### DATA FOR REVIEW:
-=-=-
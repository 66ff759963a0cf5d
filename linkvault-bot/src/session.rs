//! Per-user conversational state.

use dashmap::DashMap;

/// Conversational mode for a single user.
///
/// `Idle` is the implicit state of any user without a map entry; the
/// store never holds `Idle` entries.
#[derive(Debug, Clone, Copy, PartialEq, Eq, Default)]
pub enum SessionState {
    #[default]
    Idle,
    /// Waiting for "name url" after the Save command.
    AwaitingSaveInput,
    /// Waiting for an id after the Delete command.
    AwaitingDeleteId,
    /// Waiting for an id after the Get command.
    AwaitingGetId,
    /// Paging through the link list.
    BrowsingList { page: i64 },
}

/// In-memory session store keyed by user id.
///
/// Entries are created on demand and never expire; nothing survives a
/// process restart. Distinct users can be handled concurrently, one
/// in-flight event per user is the operating assumption.
#[derive(Debug, Default)]
pub struct SessionStore {
    states: DashMap<i64, SessionState>,
}

impl SessionStore {
    pub fn new() -> Self {
        Self::default()
    }

    /// Current state for a user; `Idle` when the user has no entry.
    pub fn get(&self, user_id: i64) -> SessionState {
        self.states
            .get(&user_id)
            .map_or(SessionState::Idle, |state| *state)
    }

    /// Record the user's new state. `Idle` removes the entry, keeping the
    /// map bounded by the number of users mid-interaction.
    pub fn set(&self, user_id: i64, state: SessionState) {
        match state {
            SessionState::Idle => {
                self.states.remove(&user_id);
            }
            other => {
                self.states.insert(user_id, other);
            }
        }
    }

    pub(crate) fn len(&self) -> usize {
        self.states.len()
    }

    pub(crate) fn is_empty(&self) -> bool {
        self.states.is_empty()
    }
}
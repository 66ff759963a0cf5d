//! LinkVault Common - shared configuration and logging for the LinkVault bot.

#![warn(clippy::all)]
#![allow(clippy::pedantic)]

pub mod config;
pub mod logging;

pub use config::Config;
pub use logging::init_logging;
//! Configuration for the LinkVault bot.
//!
//! Configuration is read from `~/.linkvault/config.json` when the file
//! exists, then overridden by environment variables:
//!
//! - `TELEGRAM_BOT_TOKEN` → telegram.bot_token
//! - `LINKVAULT_DB_PATH` → storage.db_path
//! - `LINKVAULT_LOG_LEVEL` → observability.log_level
//! - `LINKVAULT_LOG_FORMAT` → observability.log_format

use anyhow::{Context, Result};
use serde::{Deserialize, Serialize};
use std::fs;
use std::path::PathBuf;

/// Get the configuration directory path.
pub fn config_dir() -> PathBuf {
    directories::UserDirs::new().map_or_else(
        || PathBuf::from(".linkvault"),
        |dirs| dirs.home_dir().join(".linkvault"),
    )
}

/// Get the configuration file path.
pub fn config_path() -> PathBuf {
    config_dir().join("config.json")
}

/// Top-level bot configuration.
#[derive(Debug, Clone, Serialize, Deserialize, Default)]
pub struct Config {
    /// Telegram credentials
    #[serde(default)]
    pub telegram: TelegramConfig,

    /// Link storage
    #[serde(default)]
    pub storage: StorageConfig,

    /// Logging
    #[serde(default)]
    pub observability: ObservabilityConfig,
}

/// Telegram bot credentials.
#[derive(Debug, Clone, Serialize, Deserialize, Default)]
pub struct TelegramConfig {
    /// Bot API token from @BotFather
    #[serde(default)]
    pub bot_token: String,
}

/// Link storage configuration.
#[derive(Debug, Clone, Serialize, Deserialize)]
pub struct StorageConfig {
    /// Path to the SQLite database file
    #[serde(default = "default_db_path")]
    pub db_path: PathBuf,
}

impl Default for StorageConfig {
    fn default() -> Self {
        Self {
            db_path: default_db_path(),
        }
    }
}

fn default_db_path() -> PathBuf {
    config_dir().join("links.db")
}

/// Logging configuration.
#[derive(Debug, Clone, Serialize, Deserialize)]
pub struct ObservabilityConfig {
    /// Base log level (trace, debug, info, warn, error)
    #[serde(default = "default_log_level")]
    pub log_level: String,

    /// Output format: "json" or "pretty"
    #[serde(default = "default_log_format")]
    pub log_format: String,
}

impl Default for ObservabilityConfig {
    fn default() -> Self {
        Self {
            log_level: default_log_level(),
            log_format: default_log_format(),
        }
    }
}

fn default_log_level() -> String {
    "info".into()
}

fn default_log_format() -> String {
    "pretty".into()
}

impl Config {
    /// Load configuration: file values first, then environment overrides.
    pub fn load() -> Result<Self> {
        let path = config_path();
        let mut config = if path.exists() {
            let raw = fs::read_to_string(&path)
                .with_context(|| format!("Failed to read {}", path.display()))?;
            serde_json::from_str(&raw)
                .with_context(|| format!("Failed to parse {}", path.display()))?
        } else {
            Self::default()
        };

        config.apply_env_overrides();
        config.validate()?;
        Ok(config)
    }

    fn apply_env_overrides(&mut self) {
        if let Ok(token) = std::env::var("TELEGRAM_BOT_TOKEN") {
            self.telegram.bot_token = token;
        }
        if let Ok(db_path) = std::env::var("LINKVAULT_DB_PATH") {
            self.storage.db_path = PathBuf::from(db_path);
        }
        if let Ok(level) = std::env::var("LINKVAULT_LOG_LEVEL") {
            self.observability.log_level = level;
        }
        if let Ok(format) = std::env::var("LINKVAULT_LOG_FORMAT") {
            self.observability.log_format = format;
        }
    }

    /// The bot cannot run without a token; refuse to start rather than
    /// poll with empty credentials.
    fn validate(&self) -> Result<()> {
        if self.telegram.bot_token.is_empty() {
            anyhow::bail!(
                "TELEGRAM_BOT_TOKEN is not set (environment variable or telegram.bot_token in {})",
                config_path().display()
            );
        }
        Ok(())
    }
}

#[cfg(test)]
mod tests {
    use super::*;

    #[test]
    fn empty_json_yields_defaults() {
        let config: Config = serde_json::from_str("{}").unwrap();
        assert!(config.telegram.bot_token.is_empty());
        assert_eq!(config.observability.log_level, "info");
        assert_eq!(config.observability.log_format, "pretty");
        assert!(config.storage.db_path.ends_with("links.db"));
    }

    #[test]
    fn partial_json_keeps_other_defaults() {
        let config: Config = serde_json::from_str(
            r#"{"telegram": {"bot_token": "123:ABC"}, "observability": {"log_level": "debug"}}"#,
        )
        .unwrap();
        assert_eq!(config.telegram.bot_token, "123:ABC");
        assert_eq!(config.observability.log_level, "debug");
        assert_eq!(config.observability.log_format, "pretty");
    }

    #[test]
    fn missing_token_fails_validation() {
        let config = Config::default();
        assert!(config.validate().is_err());
    }

    #[test]
    fn present_token_passes_validation() {
        let mut config = Config::default();
        config.telegram.bot_token = "123:ABC".into();
        assert!(config.validate().is_ok());
    }
}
-=-=-
### INSTRUCTIONS TO FOLLOW:
Please return every line from the first one in the records above down to the line containing "#[derive(Debug, Clone, Copy, PartialEq, Eq, Default)]", including both, exactly as written and nothing more.

### SOLUTION TO THIS PROBLEM:
repository 66ff759963a0cf5d
filename linkvault-bot/src/session.rs
//! Per-user conversational state.

use dashmap::DashMap;

/// Conversational mode for a single user.
///
/// `Idle` is the implicit state of any user without a map entry; the
/// store never holds `Idle` entries.
#[derive(Debug, Clone, Copy, PartialEq, Eq, Default)]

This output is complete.